History

British East India Company
- Name: Europa
- Namesake: Europa
- Owner: Henry Hinde Pelly
- Builder: Perry, Blackwall
- Launched: 1781
- Fate: Probably broken up c. 1798

General characteristics
- Tons burthen: 755, or 770, or 772, or 773 (bm)
- Length: Overall:143 ft 9 in (43.8 m) ; Keel:116 ft 8 in (35.6 m) (keel);
- Beam: 35 ft 3+1⁄2 in (10.8 m)
- Depth of hold: 14 ft 10 in (4.5 m)
- Propulsion: Sails
- Sail plan: Full-rigged ship
- Complement: 1794:105; 1796:105;
- Armament: 1794:32 × 9&6-pounder guns; 1796:32 × 9&6-pounder guns;
- Notes: Three decks

= Europa (1781 EIC ship) =

Europa was launched in 1781, as an East Indiaman. She made six voyages for the British East India Company (EIC). She was probably broken up in 1798.

==Career==
EIC voyage #1 (1782–1785): Captain William Applegath (or Applegarth) sailed from Portsmouth on 11 September 1782, bound for Bombay. Europa reached Madras on 16 April 1783, and Anjengo on 21 October; she arrived at Bombay on 12 November. She then sailed to the Persian Gulf. She was at Muscat on 11 March 1784. She reached Bushire on 5 April, and arrived at Basara on 29 May. On her way back to Bombay she returned to Bushire on 17 July, and Muscat on 30 August, and arrived at Bombay on 12 September. Homeward bound, she was at St Helena on 7 April 1785. Applegath died there on 21 April. His chief mate was Charles Gardyne. Europa reached Ascension on 2 May, and arrived at The Downs on 7 July.

EIC voyage #2 (1786–1787): Captain Augustus Joseph Applegath sailed from The Downs on 20 February 1786, bound for Madras and China. Europa reached Johanna on 12 June, and Madras on 15 July. She arrived at Whampoa anchorage on 15 November. Homeward bound, she crossed the Second Bar on 18 February 1787, reached at St Helena on 30 June, and arrived at The Downs on 19 September.

EIC voyage #3 (1788–1790): Captain A.J. Applegath sailed from Portsmouth on 11 February 1789, bound for Madras and China. Europa reached Madras on 11 June and Penang on 9 August, and arrived at Whampoa on 26 September. Homeward bound, she crossed the Second Bar on 3 January 1790, reached St Helena on 31 March, and arrived at The Downs on 2 June.

EIC voyage #4 (1792–1793): Captain A.J. Applegath sailed from Torbay on 9 February 1792, bound for Bengal. Europa reached São Tiago on 7 March, and arrived at Madras on 30 June. She then arrived at Diamond Harbour on 5 August. She left Bengal in October and reached the Cape of Good Hope on 5 January 1793, and St Helena on 29 January. She arrived at The Downs on 17 April.

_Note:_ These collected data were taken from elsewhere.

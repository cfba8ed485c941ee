use std::fs;
use std::path::{Path, PathBuf};
use std::str::FromStr;
use std::time::Duration;

use serde::Deserialize;
use structopt::StructOpt;
use tracing::info;

use crate::error::{BenchError, Result};
use crate::perf::{Measurement, Mode};
use crate::perf_run::{Aggregate, Invocation, Plan};
use crate::speedup::GroupBy;

pub const DEFAULT_DATASETS: [&str; 3] = ["small", "mixture", "big"];
pub const DEFAULT_THREADS: [u64; 6] = [1, 2, 4, 6, 8, 12];
/// Generated worker counts stop here regardless of `--max-workers`.
pub const WORKER_CAP: u64 = 12;

/// Even worker counts from 2 up to `max_workers`, capped at [`WORKER_CAP`].
pub fn worker_counts(max_workers: u64) -> Vec<u64> {
    (2..=max_workers.min(WORKER_CAP)).step_by(2).collect()
}

#[derive(Debug, Clone, Copy, PartialEq, Eq)]
pub enum GroupChoice {
    Auto,
    Fixed(GroupBy),
}

impl GroupChoice {
    pub fn resolve(self, measurements: &[Measurement]) -> GroupBy {
        match self {
            GroupChoice::Auto => GroupBy::auto(measurements),
            GroupChoice::Fixed(by) => by,
        }
    }
}

impl FromStr for GroupChoice {
    type Err = BenchError;

    fn from_str(s: &str) -> std::result::Result<Self, Self::Err> {
        if s.trim().eq_ignore_ascii_case("auto") {
            Ok(GroupChoice::Auto)
        } else {
            s.parse().map(GroupChoice::Fixed)
        }
    }
}

#[derive(Debug, StructOpt)]
#[structopt(
    name = "speedup-bench",
    about = "Times an external image editor across thread counts and plots the speedup"
)]
pub struct Opt {
    /// More logging (-v debug, -vv trace). RUST_LOG takes precedence.
    #[structopt(short, long, parse(from_occurrences), global = true)]
    pub verbose: u8,

    /// Only log warnings and errors
    #[structopt(short, long, global = true)]
    pub quiet: bool,

    #[structopt(subcommand)]
    pub cmd: Command,
}

#[derive(Debug, StructOpt)]
pub enum Command {
    /// Run the program for every configuration, then report and plot speedups
    Run(RunOpt),
    /// Report and plot speedups from a results CSV
    Plot(PlotOpt),
}

#[derive(Debug, StructOpt)]
pub struct OutputOpt {
    /// Curve grouping: auto, dataset, mode or both
    #[structopt(long, default_value = "auto")]
    pub group_by: GroupChoice,

    /// Chart file; .svg renders SVG, anything else PNG
    #[structopt(short, long, parse(from_os_str), default_value = "speedup.png")]
    pub output: PathBuf,

    /// Chart caption
    #[structopt(long)]
    pub title: Option<String>,

    /// Leave out the ideal (y = x) line
    #[structopt(long)]
    pub no_ideal: bool,
}

#[derive(Debug, StructOpt)]
pub struct RunOpt {
    /// TOML plan file; command line values override it
    #[structopt(long, parse(from_os_str))]
    pub config: Option<PathBuf>,

    /// Dataset labels [default: small,mixture,big]
    #[structopt(long, use_delimiter = true)]
    pub datasets: Vec<String>,

    /// Mode keywords passed to the program [default: parfiles]
    #[structopt(long, use_delimiter = true)]
    pub modes: Vec<Mode>,

    /// Thread counts [default: 1,2,4,6,8,12]
    #[structopt(long, use_delimiter = true)]
    pub threads: Vec<u64>,

    /// Use worker counts 2,4,.. up to this value (at most 12) instead of --threads
    #[structopt(long)]
    pub max_workers: Option<u64>,

    /// Invocations per configuration [default: 1]
    #[structopt(long)]
    pub trials: Option<usize>,

    /// How trials combine: mean, median or min [default: mean]
    #[structopt(long)]
    pub aggregate: Option<Aggregate>,

    /// Kill an invocation after this many seconds
    #[structopt(long)]
    pub timeout: Option<f64>,

    /// Directory holding the datasets
    #[structopt(long, parse(from_os_str))]
    pub data_dir: Option<PathBuf>,

    /// Treat a non-zero exit status as a failed run
    #[structopt(long)]
    pub fail_on_exit_code: bool,

    /// Abort on the first failed configuration
    #[structopt(long)]
    pub no_keep_going: bool,

    /// Also write the results table here
    #[structopt(long, parse(from_os_str))]
    pub save_csv: Option<PathBuf>,

    #[structopt(flatten)]
    pub output: OutputOpt,

    /// Program and its leading arguments, after `--`
    #[structopt(last = true)]
    pub command: Vec<String>,
}

#[derive(Debug, StructOpt)]
pub struct PlotOpt {
    /// Results CSV
    #[structopt(short, long, parse(from_os_str))]
    pub input: PathBuf,

    /// Dataset label for every row, overriding the file's own
    #[structopt(long)]
    pub dataset: Option<String>,

    #[structopt(flatten)]
    pub output: OutputOpt,
}

/// Benchmark plan as read from TOML.
#[derive(Debug, Default, Deserialize)]
#[serde(deny_unknown_fields)]
pub struct PlanFile {
    pub program: Option<String>,
    #[serde(default)]
    pub args: Vec<String>,
    pub datasets: Option<Vec<String>>,
    pub modes: Option<Vec<Mode>>,
    pub threads: Option<Vec<u64>>,
    pub max_workers: Option<u64>,
    pub trials: Option<usize>,
    pub aggregate: Option<Aggregate>,
    pub timeout_secs: Option<f64>,
    pub data_dir: Option<PathBuf>,
}

impl PlanFile {
    pub fn load(path: &Path) -> Result<Self> {
        let text = fs::read_to_string(path)
            .map_err(|e| BenchError::config(format!("{}: {}", path.display(), e)))?;
        text.parse::<PlanFile>()
            .map_err(|e| BenchError::config(format!("{}: {}", path.display(), e)))
    }
}

impl FromStr for PlanFile {
    type Err = toml::de::Error;

    fn from_str(s: &str) -> std::result::Result<Self, Self::Err> {
        toml::from_str(s)
    }
}

fn non_empty<T>(v: &[T]) -> Option<Vec<T>>
where
    T: Clone,
{
    if v.is_empty() {
        None
    } else {
        Some(v.to_vec())
    }
}

impl RunOpt {
    pub fn plan(&self) -> Result<Plan> {
        let file = match &self.config {
            Some(path) => PlanFile::load(path)?,
            None => PlanFile::default(),
        };
        self.merge(file)
    }

    fn merge(&self, file: PlanFile) -> Result<Plan> {
        let mut invocation = match self.command.split_first() {
            Some((program, args)) => {
                let mut invocation = Invocation::new(program.clone());
                invocation.args = args.to_vec();
                invocation
            }
            None => match file.program {
                Some(program) => {
                    let mut invocation = Invocation::new(program);
                    invocation.args = file.args;
                    invocation
                }
                None => {
                    return Err(BenchError::config(
                        "no program to benchmark; pass it after `--` or set `program` in the plan file",
                    ))
                }
            },
        };

        let datasets = non_empty(&self.datasets)
            .or(file.datasets)
            .unwrap_or_else(|| DEFAULT_DATASETS.iter().map(|s| s.to_string()).collect());
        let mut modes = non_empty(&self.modes)
            .or(file.modes)
            .unwrap_or_else(|| vec![Mode::Parfiles]);

        let max_workers = match (self.max_workers, non_empty(&self.threads)) {
            (Some(max), _) => Some(max),
            (None, Some(_)) => None,
            (None, None) => file.max_workers,
        };
        let threads = match max_workers {
            Some(max) => worker_counts(max),
            None => non_empty(&self.threads)
                .or(file.threads)
                .unwrap_or_else(|| DEFAULT_THREADS.to_vec()),
        };

        // Generated worker counts start at 2, so the sweep needs its sequential baseline.
        if max_workers.is_some() && !modes.iter().any(Mode::is_sequential) {
            info!("adding a sequential baseline run to the worker sweep");
            modes.insert(0, Mode::Sequential);
        }

        let trials = self.trials.or(file.trials).unwrap_or(1);
        let aggregate = self.aggregate.or(file.aggregate).unwrap_or_default();

        invocation.data_dir = self.data_dir.clone().or(file.data_dir);
        invocation.timeout = match self.timeout.or(file.timeout_secs) {
            Some(secs) if secs.is_finite() && secs > 0.0 => Some(Duration::from_secs_f64(secs)),
            Some(secs) => {
                return Err(BenchError::config(format!(
                    "timeout must be a positive number of seconds, got {}",
                    secs
                )))
            }
            None => None,
        };
        invocation.fail_on_exit_code = self.fail_on_exit_code;

        if datasets.is_empty() {
            return Err(BenchError::config("no datasets"));
        }
        if modes.is_empty() {
            return Err(BenchError::config("no modes"));
        }
        if trials == 0 {
            return Err(BenchError::config("trials must be at least 1"));
        }
        let needs_threads = modes.iter().any(|m| !m.is_sequential());
        if needs_threads && threads.is_empty() {
            return Err(BenchError::config("no thread counts to run"));
        }
        if threads.contains(&0) {
            return Err(BenchError::config("thread counts must be at least 1"));
        }
        if !modes.iter().any(Mode::is_sequential) && !threads.contains(&1) {
            return Err(BenchError::config(
                "no baseline: add the sequential mode or thread count 1",
            ));
        }

        Ok(Plan {
            invocation,
            datasets,
            modes,
            threads,
            trials,
            aggregate,
            keep_going: !self.no_keep_going,
        })
    }
}

#[cfg(test)]
mod tests {
    use super::*;

    fn run_opt(args: &[&str]) -> RunOpt {
        let mut argv = vec!["speedup-bench", "run"];
        argv.extend_from_slice(args);
        match Opt::from_iter_safe(argv).unwrap().cmd {
            Command::Run(opt) => opt,
            other => panic!("unexpected command: {:?}", other),
        }
    }

    #[test]
    fn generated_worker_counts() {
        assert_eq!(worker_counts(16), vec![2, 4, 6, 8, 10, 12]);
        assert_eq!(worker_counts(5), vec![2, 4]);
        assert!(worker_counts(1).is_empty());
    }

    #[test]
    fn defaults_follow_the_thread_sweep() {
        let opt = run_opt(&["--", "go", "run", "editor/editor.go"]);
        let plan = opt.plan().unwrap();

        assert_eq!(plan.invocation.program, "go");
        assert_eq!(plan.invocation.args, vec!["run", "editor/editor.go"]);
        assert_eq!(plan.datasets, vec!["small", "mixture", "big"]);
        assert_eq!(plan.modes, vec![Mode::Parfiles]);
        assert_eq!(plan.threads, DEFAULT_THREADS.to_vec());
        assert_eq!(plan.trials, 1);
        assert_eq!(plan.aggregate, Aggregate::Mean);
        assert!(plan.invocation.timeout.is_none());
        assert!(plan.keep_going);
        assert_eq!(opt.output.output, PathBuf::from("speedup.png"));
        assert_eq!(opt.output.group_by, GroupChoice::Auto);
    }

    #[test]
    fn command_line_lists() {
        let opt = run_opt(&[
            "--datasets",
            "scans",
            "--modes",
            "sequential,pipeline,work-stealing",
            "--max-workers",
            "8",
            "--trials",
            "3",
            "--aggregate",
            "median",
            "--timeout",
            "1.5",
            "--group-by",
            "mode",
            "--",
            "./process-dicom",
        ]);
        let plan = opt.plan().unwrap();

        assert_eq!(plan.datasets, vec!["scans"]);
        assert_eq!(
            plan.modes,
            vec![Mode::Sequential, Mode::Pipeline, Mode::WorkStealing]
        );
        assert_eq!(plan.threads, vec![2, 4, 6, 8]);
        assert_eq!(plan.trials, 3);
        assert_eq!(plan.aggregate, Aggregate::Median);
        assert_eq!(plan.invocation.timeout, Some(Duration::from_millis(1500)));
        assert_eq!(opt.output.group_by, GroupChoice::Fixed(GroupBy::Mode));
    }

    #[test]
    fn plan_file_with_command_line_override() {
        let file: PlanFile = r#"
            program = "go"
            args = ["run", "../editor/editor.go"]
            datasets = ["small", "big"]
            modes = ["parslices"]
            threads = [1, 2, 4]
            trials = 2
            aggregate = "min"
            timeout_secs = 600
            data_dir = "data"
        "#
        .parse()
        .unwrap();

        let opt = run_opt(&["--threads", "1,8", "--trials", "5"]);
        let plan = opt.merge(file).unwrap();

        assert_eq!(plan.invocation.program, "go");
        assert_eq!(plan.invocation.args, vec!["run", "../editor/editor.go"]);
        assert_eq!(plan.invocation.data_dir, Some(PathBuf::from("data")));
        assert_eq!(plan.invocation.timeout, Some(Duration::from_secs(600)));
        assert_eq!(plan.datasets, vec!["small", "big"]);
        assert_eq!(plan.modes, vec![Mode::Parslices]);
        assert_eq!(plan.threads, vec![1, 8]);
        assert_eq!(plan.trials, 5);
        assert_eq!(plan.aggregate, Aggregate::Min);
    }

    #[test]
    fn plan_file_rejects_unknown_keys() {
        assert!("program = \"x\"\nthread = [1]\n".parse::<PlanFile>().is_err());
    }

    #[test]
    fn invalid_plans() {
        assert!(run_opt(&[]).plan().is_err());
        assert!(run_opt(&["--trials", "0", "--", "editor"]).plan().is_err());
        assert!(run_opt(&["--threads", "0,2", "--", "editor"]).plan().is_err());
        assert!(run_opt(&["--timeout=-1", "--", "editor"]).plan().is_err());
        assert!(run_opt(&["--max-workers", "1", "--", "editor"]).plan().is_err());

        let sequential_only = run_opt(&["--modes", "sequential", "--max-workers", "1", "--", "editor"]);
        assert!(sequential_only.plan().is_ok());
    }

    #[test]
    fn worker_sweep_gets_a_sequential_baseline() {
        let plan = run_opt(&["--datasets", "small", "--max-workers", "4", "--", "editor"])
            .plan()
            .unwrap();
        assert_eq!(plan.modes, vec![Mode::Sequential, Mode::Parfiles]);
        assert_eq!(plan.threads, vec![2, 4]);

        let file: PlanFile = "program = \"editor\"\nmodes = [\"pipeline\"]\nmax_workers = 6\n"
            .parse()
            .unwrap();
        let plan = run_opt(&[]).merge(file).unwrap();
        assert_eq!(plan.modes, vec![Mode::Sequential, Mode::Pipeline]);
        assert_eq!(plan.threads, vec![2, 4, 6]);
    }

    #[test]
    fn plan_without_baseline_is_rejected() {
        match run_opt(&["--threads", "2,4", "--", "editor"]).plan() {
            Err(BenchError::Config(message)) => assert!(message.contains("baseline")),
            other => panic!("unexpected result: {:?}", other),
        }

        assert!(run_opt(&["--threads", "1,4", "--", "editor"]).plan().is_ok());
        assert!(run_opt(&["--modes", "sequential,pipeline", "--threads", "2,4", "--", "editor"])
            .plan()
            .is_ok());
    }

    #[test]
    fn plot_command() {
        let opt = Opt::from_iter_safe([
            "speedup-bench",
            "-v",
            "plot",
            "-i",
            "benchmark_results/results.csv",
            "-o",
            "speedup.svg",
            "--group-by",
            "both",
        ])
        .unwrap();

        assert_eq!(opt.verbose, 1);
        match opt.cmd {
            Command::Plot(plot) => {
                assert_eq!(plot.input, PathBuf::from("benchmark_results/results.csv"));
                assert_eq!(plot.output.output, PathBuf::from("speedup.svg"));
                assert_eq!(
                    plot.output.group_by,
                    GroupChoice::Fixed(GroupBy::DatasetAndMode)
                );
            }
            other => panic!("unexpected command: {:?}", other),
        }
        assert!("auto".parse::<GroupChoice>().is_ok());
        assert!("threads".parse::<GroupChoice>().is_err());
    }
}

EIC voyage #5 (1794–1795): War with France had broken out shortly before Europa had returned from her last voyage. Captain A.J. Applegarth acquired a letter of marque on 6 January 1794.

The British government held Europa at Portsmouth, together with 38 other Indiamen in anticipation of using them as transports for an attack on Île de France (Mauritius). The government gave up the plan and released the vessels in May 1794. It paid £850 for having delayed her departure by 42 days.

Captain A.J. Applegath sailed from Portsmouth on 2 May, bound for Bengal and Bencoolen. Europa arrived at Diamond Harbour on 12 September. She then sailed for Bengal. She was at Saugor on 14 December and reached Madras on 23 January 1795. She arrived at Bencoolen on 14 April, reached St Helena on 30 July, and arrived at The Downs on 20 November.

EIC voyage #6 (1796–1798): Captain Charles Jones acquired a letter of marque on 3 March 1796. Europa sailed from Portsmouth on 17 May 1796, bound for Bengal and Bencoolen. Europa reached Madras on 10 September and arrived at Diamond Harbour on 24 September. She continued her voyage and was at Saugor on 8 November, Madras again on 3 February 1797, and arrived at Bencoolen on 5 May. She visited Manna on 14 June and returned to Bencoolen on 8 July. Homeward bound, she was at the Cape of 26 October and St Helena on 3 December; she arrived at The Downs on 31 January 1798.

==Fate==
Europa was probably sold for breaking up in 1798. She does not appear in Lloyd's Register or the Register of Shipping.